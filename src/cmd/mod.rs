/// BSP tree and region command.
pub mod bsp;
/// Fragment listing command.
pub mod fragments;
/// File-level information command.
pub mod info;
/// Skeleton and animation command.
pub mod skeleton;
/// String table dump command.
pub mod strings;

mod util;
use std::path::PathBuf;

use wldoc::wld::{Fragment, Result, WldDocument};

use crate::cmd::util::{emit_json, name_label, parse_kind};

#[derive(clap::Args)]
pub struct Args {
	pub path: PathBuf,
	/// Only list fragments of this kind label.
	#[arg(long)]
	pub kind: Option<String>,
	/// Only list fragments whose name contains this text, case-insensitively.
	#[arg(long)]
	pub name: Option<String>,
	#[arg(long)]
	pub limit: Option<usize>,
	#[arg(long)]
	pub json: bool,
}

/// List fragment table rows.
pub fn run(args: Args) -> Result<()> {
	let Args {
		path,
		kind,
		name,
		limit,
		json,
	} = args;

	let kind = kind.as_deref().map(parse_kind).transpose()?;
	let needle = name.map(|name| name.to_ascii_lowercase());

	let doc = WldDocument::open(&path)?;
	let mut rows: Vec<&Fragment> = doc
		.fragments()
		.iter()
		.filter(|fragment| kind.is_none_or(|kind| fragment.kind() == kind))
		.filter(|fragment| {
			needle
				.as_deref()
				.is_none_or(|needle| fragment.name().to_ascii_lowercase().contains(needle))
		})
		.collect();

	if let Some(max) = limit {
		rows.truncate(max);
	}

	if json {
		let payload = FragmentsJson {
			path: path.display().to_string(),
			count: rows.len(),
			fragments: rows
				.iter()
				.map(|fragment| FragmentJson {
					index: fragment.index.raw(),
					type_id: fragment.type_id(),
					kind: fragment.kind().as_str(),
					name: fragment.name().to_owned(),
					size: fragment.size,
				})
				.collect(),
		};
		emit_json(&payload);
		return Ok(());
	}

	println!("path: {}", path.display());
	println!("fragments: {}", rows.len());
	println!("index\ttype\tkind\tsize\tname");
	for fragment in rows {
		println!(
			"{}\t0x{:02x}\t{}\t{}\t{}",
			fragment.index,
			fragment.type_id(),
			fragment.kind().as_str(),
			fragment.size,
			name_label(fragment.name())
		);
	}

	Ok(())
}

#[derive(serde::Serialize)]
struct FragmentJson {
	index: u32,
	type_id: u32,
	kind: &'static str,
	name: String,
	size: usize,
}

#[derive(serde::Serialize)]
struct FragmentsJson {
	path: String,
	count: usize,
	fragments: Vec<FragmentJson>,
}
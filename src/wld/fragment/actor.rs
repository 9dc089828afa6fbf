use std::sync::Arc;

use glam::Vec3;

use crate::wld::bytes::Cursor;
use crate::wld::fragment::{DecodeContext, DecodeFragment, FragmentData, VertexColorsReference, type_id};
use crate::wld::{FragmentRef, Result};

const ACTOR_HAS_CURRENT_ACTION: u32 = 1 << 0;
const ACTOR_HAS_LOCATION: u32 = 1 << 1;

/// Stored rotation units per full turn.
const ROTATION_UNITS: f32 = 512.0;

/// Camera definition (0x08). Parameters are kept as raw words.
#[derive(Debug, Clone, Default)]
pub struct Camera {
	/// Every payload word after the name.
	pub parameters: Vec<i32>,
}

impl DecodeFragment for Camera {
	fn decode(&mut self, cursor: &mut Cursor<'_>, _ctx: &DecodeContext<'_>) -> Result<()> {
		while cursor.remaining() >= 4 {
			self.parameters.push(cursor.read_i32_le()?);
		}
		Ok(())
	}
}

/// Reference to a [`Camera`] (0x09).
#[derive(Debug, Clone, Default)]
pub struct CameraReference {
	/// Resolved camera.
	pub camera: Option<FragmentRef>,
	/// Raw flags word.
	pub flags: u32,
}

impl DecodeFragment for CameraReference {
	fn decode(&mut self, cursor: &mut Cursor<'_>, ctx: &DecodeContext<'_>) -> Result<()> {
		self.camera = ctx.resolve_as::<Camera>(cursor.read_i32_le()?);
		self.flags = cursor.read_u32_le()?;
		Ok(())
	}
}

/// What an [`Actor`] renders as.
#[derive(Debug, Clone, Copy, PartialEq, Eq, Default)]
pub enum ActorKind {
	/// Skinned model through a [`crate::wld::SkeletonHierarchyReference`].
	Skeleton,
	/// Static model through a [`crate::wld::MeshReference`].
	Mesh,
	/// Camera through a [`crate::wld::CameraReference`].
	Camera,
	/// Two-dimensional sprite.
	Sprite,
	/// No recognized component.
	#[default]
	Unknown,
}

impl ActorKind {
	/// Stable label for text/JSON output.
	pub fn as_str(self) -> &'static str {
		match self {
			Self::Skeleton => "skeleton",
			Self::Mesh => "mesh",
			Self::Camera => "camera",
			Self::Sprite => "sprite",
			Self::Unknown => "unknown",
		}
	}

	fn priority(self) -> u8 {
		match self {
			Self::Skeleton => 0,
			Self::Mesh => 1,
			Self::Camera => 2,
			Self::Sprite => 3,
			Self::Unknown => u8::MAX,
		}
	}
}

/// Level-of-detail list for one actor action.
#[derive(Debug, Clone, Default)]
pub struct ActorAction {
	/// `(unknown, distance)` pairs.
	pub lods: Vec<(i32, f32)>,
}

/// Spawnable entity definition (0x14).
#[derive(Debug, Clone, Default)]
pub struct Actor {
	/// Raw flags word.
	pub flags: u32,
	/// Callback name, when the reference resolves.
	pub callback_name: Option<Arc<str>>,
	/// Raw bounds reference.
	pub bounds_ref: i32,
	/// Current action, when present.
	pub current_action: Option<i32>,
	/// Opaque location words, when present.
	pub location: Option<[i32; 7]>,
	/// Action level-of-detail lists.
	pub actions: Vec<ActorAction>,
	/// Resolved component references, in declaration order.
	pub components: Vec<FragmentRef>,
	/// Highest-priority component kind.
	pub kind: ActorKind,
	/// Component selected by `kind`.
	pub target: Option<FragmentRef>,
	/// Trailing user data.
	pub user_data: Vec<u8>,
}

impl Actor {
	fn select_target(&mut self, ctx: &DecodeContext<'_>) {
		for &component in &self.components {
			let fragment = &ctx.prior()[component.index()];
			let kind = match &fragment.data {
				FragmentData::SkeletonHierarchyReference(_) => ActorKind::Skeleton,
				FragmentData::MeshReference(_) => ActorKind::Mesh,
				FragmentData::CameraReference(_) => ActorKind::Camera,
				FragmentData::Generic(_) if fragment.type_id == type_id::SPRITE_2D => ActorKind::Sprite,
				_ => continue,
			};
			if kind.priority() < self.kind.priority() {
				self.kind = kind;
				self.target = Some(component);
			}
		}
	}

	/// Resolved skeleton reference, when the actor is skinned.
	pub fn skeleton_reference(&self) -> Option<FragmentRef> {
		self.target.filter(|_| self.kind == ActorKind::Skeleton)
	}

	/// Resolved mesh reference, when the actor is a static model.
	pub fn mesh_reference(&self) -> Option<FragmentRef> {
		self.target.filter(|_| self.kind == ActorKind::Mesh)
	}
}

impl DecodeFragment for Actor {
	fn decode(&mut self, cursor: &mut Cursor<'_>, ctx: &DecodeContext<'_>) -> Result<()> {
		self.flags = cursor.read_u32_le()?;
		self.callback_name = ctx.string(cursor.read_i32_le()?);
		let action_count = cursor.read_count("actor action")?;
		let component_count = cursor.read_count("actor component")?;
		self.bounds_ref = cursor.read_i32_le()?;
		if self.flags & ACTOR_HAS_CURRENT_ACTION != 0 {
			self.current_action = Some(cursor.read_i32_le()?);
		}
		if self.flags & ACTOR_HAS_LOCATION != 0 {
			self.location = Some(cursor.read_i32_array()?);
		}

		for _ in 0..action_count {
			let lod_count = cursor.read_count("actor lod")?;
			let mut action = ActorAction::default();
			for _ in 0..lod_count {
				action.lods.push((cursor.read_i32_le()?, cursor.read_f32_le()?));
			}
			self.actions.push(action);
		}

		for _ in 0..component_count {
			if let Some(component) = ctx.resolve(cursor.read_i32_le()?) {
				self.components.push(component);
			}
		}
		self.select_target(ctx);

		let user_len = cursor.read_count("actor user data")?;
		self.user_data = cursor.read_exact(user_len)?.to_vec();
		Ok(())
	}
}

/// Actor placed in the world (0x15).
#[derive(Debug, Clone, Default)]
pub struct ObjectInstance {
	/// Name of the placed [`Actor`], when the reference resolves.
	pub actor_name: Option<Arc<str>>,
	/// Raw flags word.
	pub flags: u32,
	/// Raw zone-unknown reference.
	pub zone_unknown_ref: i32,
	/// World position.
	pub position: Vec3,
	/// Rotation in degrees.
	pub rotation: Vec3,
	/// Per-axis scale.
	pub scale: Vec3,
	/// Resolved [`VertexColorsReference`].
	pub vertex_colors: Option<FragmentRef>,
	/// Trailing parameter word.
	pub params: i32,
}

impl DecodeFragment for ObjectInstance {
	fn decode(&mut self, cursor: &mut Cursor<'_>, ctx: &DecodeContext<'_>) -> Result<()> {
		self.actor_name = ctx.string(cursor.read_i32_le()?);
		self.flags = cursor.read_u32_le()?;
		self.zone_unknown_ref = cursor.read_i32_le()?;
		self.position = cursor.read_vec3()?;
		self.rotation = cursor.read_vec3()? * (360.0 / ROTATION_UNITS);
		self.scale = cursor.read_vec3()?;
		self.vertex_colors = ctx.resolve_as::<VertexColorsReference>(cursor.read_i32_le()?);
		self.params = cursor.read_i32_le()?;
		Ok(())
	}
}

▶ [TASK PROMPT]
Go through the records above and copy every line with the word "impl".

▶ [ANSWER SPACE]
impl DecodeFragment for Camera {
impl DecodeFragment for CameraReference {
impl ActorKind {
impl Actor {
impl DecodeFragment for Actor {
impl DecodeFragment for ObjectInstance {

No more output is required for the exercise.